“Che fai così? Mettiti il costume” (cit. Nella)
Tra le scene principali degli episodi 5 e 6 della fiction “L’amica geniale” veniamo invitati ad accompagnare Elena nel suo viaggio.
Per scoprire di poter nuotare Lenù ha dovuto percorrere una strada nuova, questa volta per mare: salire su un traghetto, accettare che la camminata sbilenca della madre, le vicende del rione, l’odore selvatico degli occhi di Lila potessero in qualche modo allontanarsi e temporaneamente perdersi. Quella di guardare Napoli sfumarsi dal traghetto non sembra essere una scelta deliberata per lei. È una possibilità spianata dalla maestra Oliviero.
Elena racconta chiaramente che quell’esperienza di terrore e felicità insieme si sintetizza ben presto in un sentimento sovraordinato: la gioia del nuovo.
Mi colpisce come la gioia del nuovo diventi percorribile nella periferia della storia di Elena, in un contesto lontano dalle dinamiche solite in cui, volente e nolente, non si percepisce la possibilità di fare altro se non quello che si è sempre fatto: rincorrere consensi, accaparrarsi pezzi di sicurezza nei voti, guadagnare traguardi che diventano tali solo se commisurati alla corsa degli altri con cui si è in gara e in competizione per la propria esistenza.

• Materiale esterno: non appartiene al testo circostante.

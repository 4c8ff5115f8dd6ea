use super::status::StatusFlow;
use chrono::{NaiveDate, NaiveDateTime};
use serde::{Deserialize, Serialize};
use strum_macros::{AsRefStr, Display, EnumString};
use utoipa::ToSchema;

#[derive(Debug, Serialize, Deserialize, sqlx::FromRow, ToSchema)]
pub struct LeaveRequest {
    #[schema(example = 1)]
    pub id: u64,
    #[schema(example = 1000)]
    pub employee_id: u64,
    #[schema(example = "2026-01-01", format = "date", value_type = String)]
    pub start_date: NaiveDate,
    #[schema(example = "2026-01-03", format = "date", value_type = String)]
    pub end_date: NaiveDate,
    #[schema(example = "sick")]
    pub leave_type: String,
    #[schema(example = "pending")]
    pub status: String,
    #[schema(nullable = true)]
    pub reason: Option<String>,
    #[schema(nullable = true)]
    pub reviewed_by: Option<u64>,
    #[schema(format = "date-time", value_type = String)]
    pub created_at: NaiveDateTime,
}

#[derive(Debug, Clone, Copy, PartialEq, Eq, Serialize, Deserialize, Display, EnumString, AsRefStr, ToSchema)]
#[serde(rename_all = "lowercase")]
#[strum(serialize_all = "lowercase")]
pub enum LeaveType {
    Annual,
    Sick,
    Unpaid,
    Emergency,
    Maternity,
}

#[derive(Debug, Clone, Copy, PartialEq, Eq, Serialize, Deserialize, Display, EnumString, AsRefStr, ToSchema)]
#[serde(rename_all = "lowercase")]
#[strum(serialize_all = "lowercase")]
pub enum LeaveStatus {
    Pending,
    Approved,
    Rejected,
    Cancelled,
}

impl StatusFlow for LeaveStatus {
    const RECORD: &'static str = "leave request";

    fn next_states(self) -> &'static [Self] {
        match self {
            LeaveStatus::Pending => &[LeaveStatus::Approved, LeaveStatus::Rejected, LeaveStatus::Cancelled],
            LeaveStatus::Approved | LeaveStatus::Rejected | LeaveStatus::Cancelled => &[],
        }
    }
}

/// Inclusive number of calendar days covered by a leave.
pub fn leave_days(start: NaiveDate, end: NaiveDate) -> i64 {
    (end - start).num_days() + 1
}

#[cfg(test)]
mod tests {
    use super::*;

    #[test]
    fn only_pending_leave_moves() {
        assert!(LeaveStatus::Pending.can_transition_to(LeaveStatus::Approved));
        assert!(LeaveStatus::Pending.can_transition_to(LeaveStatus::Cancelled));
        assert!(!LeaveStatus::Approved.can_transition_to(LeaveStatus::Rejected));
        assert!(LeaveStatus::Rejected.is_final());
    }

    #[test]
    fn ensure_transition_reports_illegal_move() {
        let err = LeaveStatus::ensure_transition("approved", LeaveStatus::Cancelled).unwrap_err();
        assert!(err.to_string().contains("approved"));
        assert!(LeaveStatus::ensure_transition("pending", LeaveStatus::Rejected).is_ok());
    }

    #[test]
    fn leave_days_is_inclusive() {
        let d = |s| NaiveDate::parse_from_str(s, "%Y-%m-%d").unwrap();
        assert_eq!(leave_days(d("2026-01-01"), d("2026-01-01")), 1);
        assert_eq!(leave_days(d("2026-01-30"), d("2026-02-02")), 4);
    }
}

Ischia può rappresentare per Elena una periferia rispetto a tutto questo, un posto dove poter scegliere se rimanere in terrazza a guardare e pensare il mare o se finalmente provare a bagnarcisi.
La periferia rispetto al proprio centro ha un possibile difetto: la sensazione che non è esattamente lì che si sta giocando la propria partita.
La periferia ha anche un pregio: è un campo di sperimentazione a basso rischio dove lo sguardo dell’altro può essere talvolta esiliato, non sempre messo in discussione, ma messo fra parentesi. E’ uno sguardo che rimane per non esercitare necessariamente un effetto, persiste pur assumendo una prospettiva diversa; da figura si fa sfondo e permette qualcosa di nuovo e di diverso.
È in questa gioia del nuovo che per Elena si aprono nuovi scorci e nuovi incontri in cui può spiarsi e misurarsi con se stessa, indossare un costume per la prima volta e sentire l’effetto che fa immergerlo in acqua. Ed è proprio a questo punto della sua storia che potrebbe avere senso porre attenzione al ruolo di Nella, la signora gentile che si offre di ospitare Elena ad Ischia.
Nella ha una caratteristica fondamentale nel racconto e nella storia di Elena: è un personaggio secondario. Come tale, fuori da trame strette e morbose di relazioni del tipo “se tu… allora io” consentirà ad Elena di provare a guardarsi in modi nuovi, la esorterà a bagnarsi, la inviterà ad inseguire il traghetto di Nino in partenza, la comprenderà nei suoi ritardi notturni e nelle sveglie fuori orario, la agevolerà nel pensare che poter scegliere a volte, almeno in quella periferia, può significare qualcosa di meno grave, meno forte, meno definitivo, meno “una volta per tutte”.
Sarà sufficiente questo a sottrarre Elena dalle dipendenze in cui è cresciuta? Forse no, forse non per sempre, ma certamente questa esperienza della periferia le ha dato il gusto del nuovo, quello dell’altrove, quello della differenza tra qui e lì, quello di una possibilità in più in cui “tutte le cose portano scritto ‘più in là’”.
Quali persone alle periferie delle nostre storie ci hanno permesso e ci permettono uno sguardo nuovo su noi stessi e sulle cose? Cosa di quelle persone o della nostra relazione con loro ha reso possibile una nostra nuova sperimentazione? In che modo le sperimentazioni più periferiche della nostra vita hanno potuto trovare spazio d’azione anche laddove si giocavano o si giocano le nostre partite più significative?
Quali periferie o nuovi personaggi secondari possiamo trovare oggi nella nostra vita per poter sperimentare qualcosa di nuovo in direzione di un cambiamento desiderato?